Born Jan. 12, 1852, in Prague; died there Dec. 16, 1916. Leader of the Czech workers’ movement, one of the first propagandists of Marxism in Czechoslovakia, and a founder of the Social Democratic Party of Czechoslovakia.

Zápotocký was the son of a tailor. Beginning in 1872 he helped publish the magazine Dělnické listy. In 1874 he and

J. B. Petzka founded the newspaper Budoucnost, which he edited from early 1876 until October 1881. He translated many works of K. Marx and F. Engels into Czech. In 1874 he became the editor in chief of the German socialist newspapers Arbeiterfreund and Sozialpolitische Rundschau, published for the German workers in northern Bohemia.
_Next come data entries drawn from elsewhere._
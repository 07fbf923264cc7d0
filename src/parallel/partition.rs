//! Range partitioner
//!
//! Tiles a contiguous window of offsets into batches of exactly `degree`
//! identifiers. The tail that does not fill a whole batch is handled by an
//! explicit [`RemainderPolicy`].

use serde::{Deserialize, Serialize};
use std::fmt;
use std::ops::Range;

/// What happens to the identifiers left over after the last full batch
#[derive(Debug, Clone, Copy, PartialEq, Eq, Default, Serialize, Deserialize)]
#[serde(rename_all = "lowercase")]
pub enum RemainderPolicy {
    /// Query the tail as one final, shorter batch
    #[default]
    Keep,
    /// Skip the tail
    Drop,
}

/// Contiguous half-open share of the window handled by one worker
#[derive(Debug, Clone, Copy, PartialEq, Eq)]
pub struct BatchRange {
    pub start: u64,
    pub end: u64,
}

impl BatchRange {
    pub fn new(start: u64, end: u64) -> Self {
        Self { start, end }
    }

    pub fn len(&self) -> u64 {
        self.end.saturating_sub(self.start)
    }

    pub fn is_empty(&self) -> bool {
        self.len() == 0
    }

    pub fn offsets(&self) -> Range<u64> {
        self.start..self.end
    }
}

impl fmt::Display for BatchRange {
    fn fmt(&self, f: &mut fmt::Formatter<'_>) -> fmt::Result {
        write!(f, "{}..{}", self.start, self.end)
    }
}

/// Batches produced for one window
#[derive(Debug, Clone, PartialEq, Eq)]
pub struct Partition {
    pub batches: Vec<BatchRange>,
    /// Identifiers skipped under [`RemainderPolicy::Drop`]
    pub dropped: u64,
}

impl Partition {
    /// Number of identifiers that will actually be queried
    pub fn covered(&self) -> u64 {
        self.batches.iter().map(BatchRange::len).sum()
    }
}

/// Split `total` offsets starting at `start` into batches of `degree`
///
/// ```
/// use casepoll::parallel::partition::{partition, BatchRange, RemainderPolicy};
///
/// let plan = partition(100, 10, 4, RemainderPolicy::Drop);
/// assert_eq!(plan.batches, vec![BatchRange::new(100, 104), BatchRange::new(104, 108)]);
/// assert_eq!(plan.dropped, 2);
/// ```
pub fn partition(start: u64, total: u64, degree: usize, policy: RemainderPolicy) -> Partition {
    let degree = degree.max(1) as u64;
    let full_batches = total / degree;
    let remainder = total % degree;

    let mut batches: Vec<BatchRange> = (0..full_batches)
        .map(|i| {
            let s = start + i * degree;
            BatchRange::new(s, s + degree)
        })
        .collect();

    let mut dropped = 0;
    if remainder > 0 {
        match policy {
            RemainderPolicy::Keep => {
                let s = start + full_batches * degree;
                batches.push(BatchRange::new(s, s + remainder));
            }
            RemainderPolicy::Drop => {
                tracing::warn!(
                    "Dropping {} trailing identifiers that do not fill a batch of {}",
                    remainder,
                    degree
                );
                dropped = remainder;
            }
        }
    }

    Partition { batches, dropped }
}

#[cfg(test)]
mod tests {
    use super::*;

    #[test]
    fn test_exact_tiling() {
        let plan = partition(1000, 40, 8, RemainderPolicy::Drop);
        assert_eq!(plan.batches.len(), 5);
        assert_eq!(plan.dropped, 0);
        assert!(plan.batches.iter().all(|b| b.len() == 8));
        assert_eq!(plan.batches[0], BatchRange::new(1000, 1008));
        assert_eq!(plan.batches[4], BatchRange::new(1032, 1040));

        // Batches are contiguous
        for pair in plan.batches.windows(2) {
            assert_eq!(pair[0].end, pair[1].start);
        }
    }

    #[test]
    fn test_remainder_dropped() {
        let plan = partition(0, 43, 8, RemainderPolicy::Drop);
        assert_eq!(plan.batches.len(), 5);
        assert_eq!(plan.dropped, 3);
        assert_eq!(plan.covered(), 40);
    }

    #[test]
    fn test_remainder_kept() {
        let plan = partition(0, 43, 8, RemainderPolicy::Keep);
        assert_eq!(plan.batches.len(), 6);
        assert_eq!(plan.batches[5], BatchRange::new(40, 43));
        assert_eq!(plan.dropped, 0);
        assert_eq!(plan.covered(), 43);
    }

    #[test]
    fn test_total_smaller_than_degree() {
        let dropped = partition(10, 5, 8, RemainderPolicy::Drop);
        assert!(dropped.batches.is_empty());
        assert_eq!(dropped.dropped, 5);

        let kept = partition(10, 5, 8, RemainderPolicy::Keep);
        assert_eq!(kept.batches, vec![BatchRange::new(10, 15)]);
    }

    #[test]
    fn test_zero_degree_is_clamped() {
        let plan = partition(0, 3, 0, RemainderPolicy::Drop);
        assert_eq!(plan.batches.len(), 3);
        assert!(plan.batches.iter().all(|b| b.len() == 1));
    }

    #[test]
    fn test_batch_range_offsets() {
        let batch = BatchRange::new(5, 8);
        assert_eq!(batch.offsets().collect::<Vec<_>>(), vec![5, 6, 7]);
        assert_eq!(batch.to_string(), "5..8");
        assert!(!batch.is_empty());
        assert!(BatchRange::new(4, 4).is_empty());
    }
}
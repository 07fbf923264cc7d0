//! Parallel dispatcher
//!
//! Builds the query plan for a window and runs it: small windows are swept by
//! one sequential loop, larger ones are cut into batches with one worker per
//! batch. Each worker keeps its records locally and returns them when its
//! batch is done; the dispatcher merges them in arrival order.

use anyhow::Result;
use std::ops::AddAssign;
use std::time::{Duration, Instant};

use crate::case::{CaseRecord, QueryWindow};
use crate::client::{CaseFetcher, QueryClient, QueryOutcome};
use crate::parallel::{
    BatchRange, ExecutionStrategy, QueryProgress, RateLimiter, RemainderPolicy, WorkerOutput,
    partition,
};

/// How the window will be swept
#[derive(Debug, Clone, PartialEq, Eq)]
pub struct QueryPlan {
    pub window: QueryWindow,
    pub strategy: ExecutionStrategy,
    pub batches: Vec<BatchRange>,
    /// Identifiers skipped by [`RemainderPolicy::Drop`]
    pub dropped: u64,
}

impl QueryPlan {
    /// Sequential up to the threshold, batches of `degree` beyond it
    pub fn build(
        window: QueryWindow,
        min_items_for_parallel: usize,
        degree: usize,
        remainder: RemainderPolicy,
    ) -> Self {
        let count = usize::try_from(window.len()).unwrap_or(usize::MAX);
        let strategy = ExecutionStrategy::auto(count, min_items_for_parallel, degree);

        match strategy {
            ExecutionStrategy::Sequential => Self {
                window,
                strategy,
                batches: vec![BatchRange::new(window.start, window.end)],
                dropped: 0,
            },
            ExecutionStrategy::Parallel { workers } => {
                let split = partition(window.start, window.len(), workers, remainder);
                Self {
                    window,
                    strategy,
                    batches: split.batches,
                    dropped: split.dropped,
                }
            }
        }
    }

    /// Number of queries the plan will issue
    pub fn query_count(&self) -> u64 {
        self.batches.iter().map(BatchRange::len).sum()
    }

    pub fn is_parallel(&self) -> bool {
        matches!(self.strategy, ExecutionStrategy::Parallel { .. })
    }
}

/// Per-outcome query counters
#[derive(Debug, Clone, Copy, Default, PartialEq, Eq)]
pub struct QueryStats {
    pub queried: usize,
    pub recorded: usize,
    pub filtered: usize,
    pub unparseable: usize,
    pub failed: usize,
}

impl AddAssign for QueryStats {
    fn add_assign(&mut self, other: Self) {
        self.queried += other.queried;
        self.recorded += other.recorded;
        self.filtered += other.filtered;
        self.unparseable += other.unparseable;
        self.failed += other.failed;
    }
}

/// What one worker hands back to the dispatcher
#[derive(Debug, Default)]
pub struct WorkerReport {
    pub records: Vec<CaseRecord>,
    pub stats: QueryStats,
}

impl WorkerReport {
    fn absorb(&mut self, outcome: QueryOutcome) {
        self.stats.queried += 1;
        match outcome {
            QueryOutcome::Record(record) => {
                self.stats.recorded += 1;
                self.records.push(record);
            }
            QueryOutcome::Filtered { .. } => self.stats.filtered += 1,
            QueryOutcome::Unparseable { .. } => self.stats.unparseable += 1,
            QueryOutcome::Failed { .. } => self.stats.failed += 1,
        }
    }
}

/// Result of a full sweep
#[derive(Debug)]
pub struct RunSummary {
    pub records: Vec<CaseRecord>,
    pub stats: QueryStats,
    pub batches: usize,
    /// Workers that panicked; their in-flight records are lost
    pub panicked: Vec<usize>,
    pub elapsed: Duration,
}

/// Runs query plans against one [`QueryClient`]
pub struct Dispatcher<F> {
    client: QueryClient<F>,
    limiter: RateLimiter,
    sort_by_case: bool,
    progress_every: usize,
    verbose: bool,
}

impl<F: CaseFetcher> Dispatcher<F> {
    pub fn new(client: QueryClient<F>, limiter: RateLimiter) -> Self {
        Self {
            client,
            limiter,
            sort_by_case: false,
            progress_every: 5,
            verbose: false,
        }
    }

    /// Sort merged records by identifier instead of arrival order
    pub fn with_sort(mut self, sort_by_case: bool) -> Self {
        self.sort_by_case = sort_by_case;
        self
    }

    /// Log a progress line every `every` queries when `verbose` is set
    pub fn with_progress(mut self, every: usize, verbose: bool) -> Self {
        self.progress_every = every;
        self.verbose = verbose;
        self
    }

    /// Execute the plan and block until every worker has finished
    pub fn run(&self, plan: &QueryPlan) -> Result<RunSummary> {
        let start_time = Instant::now();
        let total = usize::try_from(plan.query_count()).unwrap_or(usize::MAX);
        let progress = QueryProgress::new(total, self.progress_every, self.verbose);

        tracing::debug!(
            "Sweeping {} with {:?} over {} batch(es)",
            plan.window,
            plan.strategy,
            plan.batches.len()
        );

        let report = plan.strategy.execute(&plan.batches, |batch, worker_id| {
            self.run_batch(batch, worker_id, &progress)
        })?;

        let mut records = Vec::new();
        let mut stats = QueryStats::default();
        for WorkerOutput { worker_id, output } in report.outputs {
            tracing::debug!("worker-{} merged {} record(s)", worker_id, output.records.len());
            stats += output.stats;
            records.extend(output.records);
        }

        if self.sort_by_case {
            records.sort_by(|a, b| a.id.cmp(&b.id));
        }

        let no_status = stats.unparseable + stats.failed;
        if no_status > 0 {
            tracing::info!("{} of {} queries returned no valid status", no_status, stats.queried);
        }

        Ok(RunSummary {
            records,
            stats,
            batches: plan.batches.len(),
            panicked: report.panicked,
            elapsed: start_time.elapsed(),
        })
    }

    /// Worker body: sweep one batch sequentially, keeping records locally
    fn run_batch(&self, batch: &BatchRange, worker_id: usize, progress: &QueryProgress) -> WorkerReport {
        tracing::debug!("worker-{} start is {}, end is {}", worker_id, batch.start, batch.end);

        let mut local = WorkerReport::default();
        for number in batch.offsets() {
            self.limiter.acquire();
            local.absorb(self.client.query(number));
            progress.tick(worker_id);
        }

        local
    }
}

#[cfg(test)]
mod tests {
    use super::*;
    use crate::case::{CaseIdentifier, CaseSeries};
    use crate::client::testing::{StubFetcher, status_html};

    fn series() -> CaseSeries {
        CaseSeries::new("IOE", 10).unwrap()
    }

    fn approved(form: &str) -> String {
        status_html(
            "Case Was Approved",
            &format!("On June 1, 2021, we approved your Form {}, visa category", form),
        )
    }

    #[test]
    fn test_plan_sequential_up_to_threshold() {
        for half_width in 1..=10 {
            let plan = QueryPlan::build(
                QueryWindow::around(1000, half_width),
                21,
                8,
                RemainderPolicy::Drop,
            );
            assert!(!plan.is_parallel());
            assert_eq!(plan.batches.len(), 1);
            assert_eq!(plan.query_count(), 2 * half_width);
        }
    }

    #[test]
    fn test_plan_forty_with_degree_eight() {
        let plan = QueryPlan::build(QueryWindow::around(1020, 20), 21, 8, RemainderPolicy::Drop);
        assert!(plan.is_parallel());
        assert_eq!(plan.batches.len(), 5);
        assert!(plan.batches.iter().all(|b| b.len() == 8));
        assert_eq!(plan.batches[0].start, 1000);
        assert_eq!(plan.dropped, 0);
    }

    #[test]
    fn test_plan_remainder_policies() {
        let window = QueryWindow::around(1011, 11); // 22 identifiers
        let dropped = QueryPlan::build(window, 21, 8, RemainderPolicy::Drop);
        assert_eq!(dropped.batches.len(), 2);
        assert_eq!(dropped.dropped, 6);
        assert_eq!(dropped.query_count(), 16);

        let kept = QueryPlan::build(window, 21, 8, RemainderPolicy::Keep);
        assert_eq!(kept.batches.len(), 3);
        assert_eq!(kept.query_count(), 22);
    }

    #[test]
    fn test_sequential_run_keeps_query_order_and_filters() {
        let fetcher = StubFetcher::default()
            .with_page(100, approved("I-130"))
            .with_page(101, approved("IR-1"))
            .with_page(102, "<html><body>down for maintenance</body></html>".to_string())
            .with_page(103, approved("IR-1"));
        let client = QueryClient::new(fetcher, series(), Some("IR-1".to_string()));
        let dispatcher = Dispatcher::new(client, RateLimiter::unlimited());

        let plan = QueryPlan::build(QueryWindow::around(102, 2), 21, 8, RemainderPolicy::Keep);
        let summary = dispatcher.run(&plan).unwrap();

        let ids: Vec<&str> = summary.records.iter().map(|r| r.id.as_str()).collect();
        assert_eq!(ids, vec!["IOE0000000101", "IOE0000000103"]);
        assert_eq!(
            summary.stats,
            QueryStats {
                queried: 4,
                recorded: 2,
                filtered: 1,
                unparseable: 1,
                failed: 0,
            }
        );
    }

    #[test]
    fn test_filter_matching_nothing_yields_empty_set() {
        let mut fetcher = StubFetcher::default();
        for number in 0..30 {
            fetcher = fetcher.with_page(number, approved("I-130"));
        }
        let client = QueryClient::new(fetcher, series(), Some("CR-1".to_string()));
        let dispatcher = Dispatcher::new(client, RateLimiter::unlimited());

        let plan = QueryPlan::build(QueryWindow::around(15, 15), 21, 4, RemainderPolicy::Keep);
        let summary = dispatcher.run(&plan).unwrap();

        assert!(summary.records.is_empty());
        assert_eq!(summary.stats.filtered, 30);
    }

    #[test]
    fn test_parallel_run_merges_every_record_once() {
        let mut fetcher = StubFetcher::default();
        for number in 1000..1040 {
            fetcher = fetcher.with_page(number, approved("I-485"));
        }
        let client = QueryClient::new(fetcher, series(), None);
        let dispatcher = Dispatcher::new(client, RateLimiter::unlimited()).with_sort(true);

        let plan = QueryPlan::build(QueryWindow::around(1020, 20), 21, 8, RemainderPolicy::Drop);
        let summary = dispatcher.run(&plan).unwrap();

        assert_eq!(summary.batches, 5);
        assert_eq!(summary.records.len(), 40);
        assert!(summary.panicked.is_empty());

        let numbers: Vec<u64> = summary.records.iter().map(|r| r.id.number()).collect();
        assert_eq!(numbers, (1000..1040).collect::<Vec<_>>());
    }

    #[test]
    fn test_failures_are_absorbed() {
        // Only even offsets answer; odd ones fail at the transport level
        let mut fetcher = StubFetcher::default();
        for number in (0..24).step_by(2) {
            fetcher = fetcher.with_page(number, approved("I-130"));
        }
        let client = QueryClient::new(fetcher, series(), None);
        let dispatcher = Dispatcher::new(client, RateLimiter::unlimited());

        let plan = QueryPlan::build(QueryWindow::around(12, 12), 21, 6, RemainderPolicy::Keep);
        let summary = dispatcher.run(&plan).unwrap();

        assert_eq!(summary.records.len(), 12);
        assert_eq!(summary.stats.failed, 12);
        assert_eq!(summary.stats.queried, 24);
    }

    struct PanickingFetcher;

    impl CaseFetcher for PanickingFetcher {
        fn fetch(&self, id: &CaseIdentifier) -> Result<String> {
            if id.number() == 13 {
                panic!("fetcher blew up on {}", id);
            }
            Ok(approved("I-130"))
        }
    }

    #[test]
    fn test_worker_panic_does_not_cancel_siblings() {
        let client = QueryClient::new(PanickingFetcher, series(), None);
        let dispatcher = Dispatcher::new(client, RateLimiter::unlimited());

        // Batches 0..8, 8..16, 16..24; the second one panics
        let plan = QueryPlan::build(QueryWindow::around(12, 12), 21, 8, RemainderPolicy::Keep);
        let summary = dispatcher.run(&plan).unwrap();

        assert_eq!(summary.panicked, vec![1]);
        assert_eq!(summary.records.len(), 16);
        assert!(summary.records.iter().all(|r| !(8..16).contains(&r.id.number())));
    }

    #[test]
    fn test_sequential_panic_still_yields_summary() {
        let client = QueryClient::new(PanickingFetcher, series(), None);
        let dispatcher = Dispatcher::new(client, RateLimiter::unlimited());

        let plan = QueryPlan::build(QueryWindow::around(13, 2), 21, 8, RemainderPolicy::Keep);
        assert!(!plan.is_parallel());

        let summary = dispatcher.run(&plan).unwrap();
        assert_eq!(summary.panicked, vec![0]);
        assert!(summary.records.is_empty());
    }
}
Zápotocký was one of the leaders of a committee to form a constituent assembly for the Social Democratic Workers’ Party of Austria (Neudorf, 1874). He was a delegate to the congresses of this party in 1875 (Marchegg) and in 1877 (Atzgersdorf). In 1878 he was one of the organizers of the Brzevnov Constituent Assembly of the Social Democratic Party of Czechoslovakia. After imprisonment from October 1881 to January 1884 he was banished to the village of Zakolany near Kladno. In 1900 he returned to Prague, where he headed the railroad workers’ union. In 1906 he withdrew from politics because of illness.

WORKS

Ze starých vzpomínek. Prague, 1949.
Ke srdci lidu. Prague, 1954.
“Vzpomíinky z prvních dob dělnického hnuti v Cechách.” In Prukopníci socialismu u ns. Prague, 1954.

REFERENCES

Zápotocký, A. Vstanut novye boitsy, vol. 1. Moscow, 1959. (Selected works; translated from Czech.)